Exercise aim – Work through the entries below and show every line in which "PathBuf" is found.

------

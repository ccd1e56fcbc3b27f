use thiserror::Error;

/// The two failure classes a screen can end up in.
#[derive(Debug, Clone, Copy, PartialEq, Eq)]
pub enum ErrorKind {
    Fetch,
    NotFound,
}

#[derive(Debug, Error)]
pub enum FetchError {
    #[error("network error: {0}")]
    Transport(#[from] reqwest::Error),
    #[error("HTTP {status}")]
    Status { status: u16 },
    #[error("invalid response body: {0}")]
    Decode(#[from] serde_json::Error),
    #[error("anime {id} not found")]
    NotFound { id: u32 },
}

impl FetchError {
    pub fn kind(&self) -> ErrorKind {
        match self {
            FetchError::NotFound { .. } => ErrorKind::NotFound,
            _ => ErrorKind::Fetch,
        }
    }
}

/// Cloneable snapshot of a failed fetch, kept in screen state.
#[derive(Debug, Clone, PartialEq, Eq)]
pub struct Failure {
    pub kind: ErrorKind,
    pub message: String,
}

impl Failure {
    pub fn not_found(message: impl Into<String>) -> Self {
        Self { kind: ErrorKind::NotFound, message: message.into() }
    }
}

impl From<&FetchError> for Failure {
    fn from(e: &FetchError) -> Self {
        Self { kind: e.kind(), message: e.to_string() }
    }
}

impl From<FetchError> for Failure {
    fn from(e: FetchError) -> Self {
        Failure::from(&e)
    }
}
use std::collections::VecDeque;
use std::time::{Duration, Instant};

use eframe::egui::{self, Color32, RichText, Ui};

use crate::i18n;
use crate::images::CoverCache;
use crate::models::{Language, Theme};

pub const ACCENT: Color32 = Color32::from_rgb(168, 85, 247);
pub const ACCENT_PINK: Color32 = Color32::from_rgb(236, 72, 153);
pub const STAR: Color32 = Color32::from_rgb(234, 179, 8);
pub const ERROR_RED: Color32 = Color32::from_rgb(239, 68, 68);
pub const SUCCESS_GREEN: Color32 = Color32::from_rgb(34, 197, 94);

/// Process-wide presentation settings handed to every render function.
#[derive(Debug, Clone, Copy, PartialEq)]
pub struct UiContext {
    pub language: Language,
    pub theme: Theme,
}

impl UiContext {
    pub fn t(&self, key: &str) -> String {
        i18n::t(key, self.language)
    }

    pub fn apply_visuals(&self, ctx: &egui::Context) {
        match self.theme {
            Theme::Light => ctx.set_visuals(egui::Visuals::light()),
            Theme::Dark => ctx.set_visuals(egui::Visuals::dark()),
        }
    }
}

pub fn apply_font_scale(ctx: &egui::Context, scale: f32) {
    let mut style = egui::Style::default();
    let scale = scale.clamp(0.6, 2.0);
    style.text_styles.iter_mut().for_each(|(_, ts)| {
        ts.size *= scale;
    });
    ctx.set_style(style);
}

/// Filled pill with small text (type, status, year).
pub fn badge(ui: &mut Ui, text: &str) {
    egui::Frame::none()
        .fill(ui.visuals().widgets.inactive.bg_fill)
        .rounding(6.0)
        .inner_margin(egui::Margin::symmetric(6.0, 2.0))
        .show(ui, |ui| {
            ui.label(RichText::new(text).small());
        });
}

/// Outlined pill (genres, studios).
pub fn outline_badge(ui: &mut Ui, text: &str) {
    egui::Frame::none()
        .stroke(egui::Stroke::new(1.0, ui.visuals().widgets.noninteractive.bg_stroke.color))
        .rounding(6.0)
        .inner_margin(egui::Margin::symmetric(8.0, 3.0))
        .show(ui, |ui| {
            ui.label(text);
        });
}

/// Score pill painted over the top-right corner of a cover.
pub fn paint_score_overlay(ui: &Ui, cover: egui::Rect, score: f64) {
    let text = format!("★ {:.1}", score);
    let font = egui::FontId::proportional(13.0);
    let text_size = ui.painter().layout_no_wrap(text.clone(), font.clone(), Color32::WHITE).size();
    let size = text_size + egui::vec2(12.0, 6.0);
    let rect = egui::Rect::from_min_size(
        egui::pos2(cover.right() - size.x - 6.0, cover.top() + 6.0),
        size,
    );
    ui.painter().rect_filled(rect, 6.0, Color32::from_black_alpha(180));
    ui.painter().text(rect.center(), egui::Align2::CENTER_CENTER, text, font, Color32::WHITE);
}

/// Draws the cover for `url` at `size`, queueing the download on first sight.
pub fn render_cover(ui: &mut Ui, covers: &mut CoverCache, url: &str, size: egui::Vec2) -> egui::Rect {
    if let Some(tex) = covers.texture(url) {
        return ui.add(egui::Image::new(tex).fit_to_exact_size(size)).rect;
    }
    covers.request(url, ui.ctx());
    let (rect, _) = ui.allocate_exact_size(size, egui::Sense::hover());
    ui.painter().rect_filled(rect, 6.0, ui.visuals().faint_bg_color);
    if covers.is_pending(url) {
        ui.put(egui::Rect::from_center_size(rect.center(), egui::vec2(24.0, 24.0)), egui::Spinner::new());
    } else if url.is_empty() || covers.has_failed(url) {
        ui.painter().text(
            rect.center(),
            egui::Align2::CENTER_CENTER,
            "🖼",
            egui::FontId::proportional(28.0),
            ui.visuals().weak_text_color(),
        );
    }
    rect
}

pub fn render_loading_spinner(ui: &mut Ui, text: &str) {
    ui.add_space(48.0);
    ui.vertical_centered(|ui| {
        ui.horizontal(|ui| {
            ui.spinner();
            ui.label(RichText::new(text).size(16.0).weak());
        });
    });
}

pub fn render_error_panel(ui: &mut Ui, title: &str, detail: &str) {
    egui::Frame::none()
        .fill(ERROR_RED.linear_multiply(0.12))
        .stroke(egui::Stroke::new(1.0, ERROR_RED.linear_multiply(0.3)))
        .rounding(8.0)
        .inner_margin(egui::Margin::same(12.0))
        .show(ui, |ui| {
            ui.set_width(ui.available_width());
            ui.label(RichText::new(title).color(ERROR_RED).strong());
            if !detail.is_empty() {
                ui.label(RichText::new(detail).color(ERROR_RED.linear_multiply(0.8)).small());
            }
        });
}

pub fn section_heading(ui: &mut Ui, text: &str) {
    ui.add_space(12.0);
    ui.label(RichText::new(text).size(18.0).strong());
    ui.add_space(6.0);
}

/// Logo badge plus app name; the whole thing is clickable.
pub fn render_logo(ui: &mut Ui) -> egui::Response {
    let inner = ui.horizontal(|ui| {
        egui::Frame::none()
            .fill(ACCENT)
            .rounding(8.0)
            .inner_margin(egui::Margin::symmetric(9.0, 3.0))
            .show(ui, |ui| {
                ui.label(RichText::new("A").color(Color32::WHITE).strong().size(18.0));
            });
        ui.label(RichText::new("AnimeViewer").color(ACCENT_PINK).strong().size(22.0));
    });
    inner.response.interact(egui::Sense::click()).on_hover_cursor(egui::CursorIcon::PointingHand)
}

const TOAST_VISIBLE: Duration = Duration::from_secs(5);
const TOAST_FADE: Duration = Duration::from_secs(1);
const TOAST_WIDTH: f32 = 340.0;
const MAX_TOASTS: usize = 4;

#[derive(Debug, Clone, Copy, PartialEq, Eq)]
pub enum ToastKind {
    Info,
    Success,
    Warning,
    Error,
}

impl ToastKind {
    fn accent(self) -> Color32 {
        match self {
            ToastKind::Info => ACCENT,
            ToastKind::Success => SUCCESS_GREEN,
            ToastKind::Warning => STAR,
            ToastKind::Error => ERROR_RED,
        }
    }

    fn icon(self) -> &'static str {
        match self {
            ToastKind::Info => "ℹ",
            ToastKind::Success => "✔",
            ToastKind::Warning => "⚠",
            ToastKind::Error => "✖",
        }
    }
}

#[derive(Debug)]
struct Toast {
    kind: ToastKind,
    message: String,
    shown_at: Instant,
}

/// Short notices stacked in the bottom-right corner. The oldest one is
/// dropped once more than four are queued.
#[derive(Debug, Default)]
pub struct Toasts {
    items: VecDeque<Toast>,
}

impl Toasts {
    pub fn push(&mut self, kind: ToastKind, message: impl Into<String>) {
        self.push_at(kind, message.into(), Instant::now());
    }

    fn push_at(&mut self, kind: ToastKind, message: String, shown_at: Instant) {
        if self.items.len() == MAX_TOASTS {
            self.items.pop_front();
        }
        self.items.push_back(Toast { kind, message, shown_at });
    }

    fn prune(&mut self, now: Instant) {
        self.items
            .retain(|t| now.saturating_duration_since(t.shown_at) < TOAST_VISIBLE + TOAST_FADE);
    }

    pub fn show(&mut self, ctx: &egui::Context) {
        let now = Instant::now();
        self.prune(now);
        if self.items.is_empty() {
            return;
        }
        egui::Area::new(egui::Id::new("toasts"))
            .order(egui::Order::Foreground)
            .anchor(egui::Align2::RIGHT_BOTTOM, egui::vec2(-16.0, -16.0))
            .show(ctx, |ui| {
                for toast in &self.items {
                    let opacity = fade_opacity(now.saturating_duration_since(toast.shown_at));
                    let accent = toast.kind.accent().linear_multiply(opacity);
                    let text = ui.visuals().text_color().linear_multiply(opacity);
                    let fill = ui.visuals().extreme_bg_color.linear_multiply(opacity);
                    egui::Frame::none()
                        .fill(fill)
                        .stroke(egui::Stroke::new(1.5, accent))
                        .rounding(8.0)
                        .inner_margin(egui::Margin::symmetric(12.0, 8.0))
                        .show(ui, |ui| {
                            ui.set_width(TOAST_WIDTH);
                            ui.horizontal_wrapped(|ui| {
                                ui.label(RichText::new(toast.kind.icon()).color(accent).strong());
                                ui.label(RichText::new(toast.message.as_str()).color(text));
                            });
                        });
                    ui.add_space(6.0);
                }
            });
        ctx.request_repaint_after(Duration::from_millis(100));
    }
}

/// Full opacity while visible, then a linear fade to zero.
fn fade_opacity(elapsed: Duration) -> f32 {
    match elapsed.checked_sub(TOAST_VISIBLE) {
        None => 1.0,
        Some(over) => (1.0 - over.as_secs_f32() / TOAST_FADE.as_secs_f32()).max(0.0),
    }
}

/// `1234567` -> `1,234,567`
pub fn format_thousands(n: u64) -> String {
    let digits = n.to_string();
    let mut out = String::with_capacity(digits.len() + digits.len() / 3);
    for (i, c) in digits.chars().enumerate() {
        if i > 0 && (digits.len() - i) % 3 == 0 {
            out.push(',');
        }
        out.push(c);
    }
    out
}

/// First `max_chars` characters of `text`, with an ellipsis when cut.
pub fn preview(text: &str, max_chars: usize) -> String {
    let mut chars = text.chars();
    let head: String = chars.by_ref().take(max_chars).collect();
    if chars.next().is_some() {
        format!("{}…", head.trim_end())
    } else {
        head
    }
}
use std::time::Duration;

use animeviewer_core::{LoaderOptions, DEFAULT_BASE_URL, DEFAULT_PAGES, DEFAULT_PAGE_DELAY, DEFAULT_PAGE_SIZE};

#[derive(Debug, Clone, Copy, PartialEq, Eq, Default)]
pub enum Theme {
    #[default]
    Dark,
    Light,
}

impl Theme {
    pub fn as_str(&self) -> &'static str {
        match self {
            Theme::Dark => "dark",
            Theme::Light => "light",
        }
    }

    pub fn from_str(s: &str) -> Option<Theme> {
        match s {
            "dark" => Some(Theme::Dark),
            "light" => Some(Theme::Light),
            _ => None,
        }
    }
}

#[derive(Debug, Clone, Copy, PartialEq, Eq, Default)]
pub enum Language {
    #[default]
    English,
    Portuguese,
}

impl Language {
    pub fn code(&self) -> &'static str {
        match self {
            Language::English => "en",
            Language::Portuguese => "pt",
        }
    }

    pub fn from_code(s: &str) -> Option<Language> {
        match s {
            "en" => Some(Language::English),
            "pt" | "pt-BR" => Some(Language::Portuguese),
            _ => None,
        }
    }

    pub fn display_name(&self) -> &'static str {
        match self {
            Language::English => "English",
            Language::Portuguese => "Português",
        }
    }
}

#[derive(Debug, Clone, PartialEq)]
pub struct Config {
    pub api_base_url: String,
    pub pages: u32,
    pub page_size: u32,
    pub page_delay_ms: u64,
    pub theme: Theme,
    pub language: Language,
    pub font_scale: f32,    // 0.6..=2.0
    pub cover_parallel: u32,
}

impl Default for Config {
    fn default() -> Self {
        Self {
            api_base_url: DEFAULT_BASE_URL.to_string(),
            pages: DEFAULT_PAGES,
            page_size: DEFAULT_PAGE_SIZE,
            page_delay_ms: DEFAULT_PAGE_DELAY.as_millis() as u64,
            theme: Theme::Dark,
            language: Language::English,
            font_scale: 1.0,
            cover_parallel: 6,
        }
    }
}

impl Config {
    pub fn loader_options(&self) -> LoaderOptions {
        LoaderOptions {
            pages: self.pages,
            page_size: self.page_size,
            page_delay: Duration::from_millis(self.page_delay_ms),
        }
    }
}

------

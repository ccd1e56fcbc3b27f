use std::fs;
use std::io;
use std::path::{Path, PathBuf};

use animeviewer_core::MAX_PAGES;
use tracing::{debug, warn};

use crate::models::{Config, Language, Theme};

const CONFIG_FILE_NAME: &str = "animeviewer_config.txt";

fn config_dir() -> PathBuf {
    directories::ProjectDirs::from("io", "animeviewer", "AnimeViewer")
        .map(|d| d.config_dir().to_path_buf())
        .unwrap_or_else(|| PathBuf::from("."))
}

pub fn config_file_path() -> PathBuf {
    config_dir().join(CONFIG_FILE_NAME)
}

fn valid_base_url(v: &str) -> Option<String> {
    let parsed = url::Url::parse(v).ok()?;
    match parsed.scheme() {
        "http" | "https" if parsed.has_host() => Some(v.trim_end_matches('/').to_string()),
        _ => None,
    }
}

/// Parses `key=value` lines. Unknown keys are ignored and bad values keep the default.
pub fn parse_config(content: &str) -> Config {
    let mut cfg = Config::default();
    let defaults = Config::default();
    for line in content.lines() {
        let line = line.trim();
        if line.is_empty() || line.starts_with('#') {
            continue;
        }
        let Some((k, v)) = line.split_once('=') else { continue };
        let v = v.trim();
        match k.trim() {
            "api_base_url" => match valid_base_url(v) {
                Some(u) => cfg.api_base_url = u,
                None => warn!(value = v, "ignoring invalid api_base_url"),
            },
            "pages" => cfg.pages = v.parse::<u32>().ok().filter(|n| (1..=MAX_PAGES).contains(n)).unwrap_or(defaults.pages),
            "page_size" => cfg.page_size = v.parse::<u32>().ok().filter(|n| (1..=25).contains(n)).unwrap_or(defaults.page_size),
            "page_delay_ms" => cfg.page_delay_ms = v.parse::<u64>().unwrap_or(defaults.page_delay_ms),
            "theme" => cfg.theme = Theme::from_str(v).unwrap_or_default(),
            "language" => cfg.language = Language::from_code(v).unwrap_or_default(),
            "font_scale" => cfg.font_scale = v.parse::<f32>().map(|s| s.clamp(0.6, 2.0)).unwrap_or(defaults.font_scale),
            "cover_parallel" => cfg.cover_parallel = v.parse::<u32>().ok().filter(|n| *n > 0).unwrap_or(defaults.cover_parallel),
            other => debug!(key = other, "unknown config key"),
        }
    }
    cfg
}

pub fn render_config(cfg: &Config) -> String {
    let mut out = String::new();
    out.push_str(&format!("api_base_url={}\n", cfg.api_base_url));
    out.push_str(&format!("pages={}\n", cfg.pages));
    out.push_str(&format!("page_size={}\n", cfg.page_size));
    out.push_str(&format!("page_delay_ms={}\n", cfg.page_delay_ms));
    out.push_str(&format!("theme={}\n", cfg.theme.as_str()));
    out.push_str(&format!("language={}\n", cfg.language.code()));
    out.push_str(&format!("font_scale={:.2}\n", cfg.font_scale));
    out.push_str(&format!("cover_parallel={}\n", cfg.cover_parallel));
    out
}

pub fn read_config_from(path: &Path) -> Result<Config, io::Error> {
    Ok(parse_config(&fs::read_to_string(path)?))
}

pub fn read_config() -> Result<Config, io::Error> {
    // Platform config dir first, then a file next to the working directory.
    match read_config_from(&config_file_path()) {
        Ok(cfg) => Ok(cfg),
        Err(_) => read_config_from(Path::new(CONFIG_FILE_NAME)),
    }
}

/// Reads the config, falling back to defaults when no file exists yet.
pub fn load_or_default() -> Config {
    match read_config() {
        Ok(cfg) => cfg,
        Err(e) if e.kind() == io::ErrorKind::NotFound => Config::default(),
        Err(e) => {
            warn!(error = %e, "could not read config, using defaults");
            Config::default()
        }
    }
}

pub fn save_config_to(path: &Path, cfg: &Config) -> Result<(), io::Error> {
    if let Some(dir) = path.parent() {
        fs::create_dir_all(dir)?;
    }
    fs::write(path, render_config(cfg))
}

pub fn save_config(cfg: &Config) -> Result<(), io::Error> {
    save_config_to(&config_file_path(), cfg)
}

------

Solved exercise –
use std::path::{Path, PathBuf};
fn config_dir() -> PathBuf {
        .unwrap_or_else(|| PathBuf::from("."))
pub fn config_file_path() -> PathBuf {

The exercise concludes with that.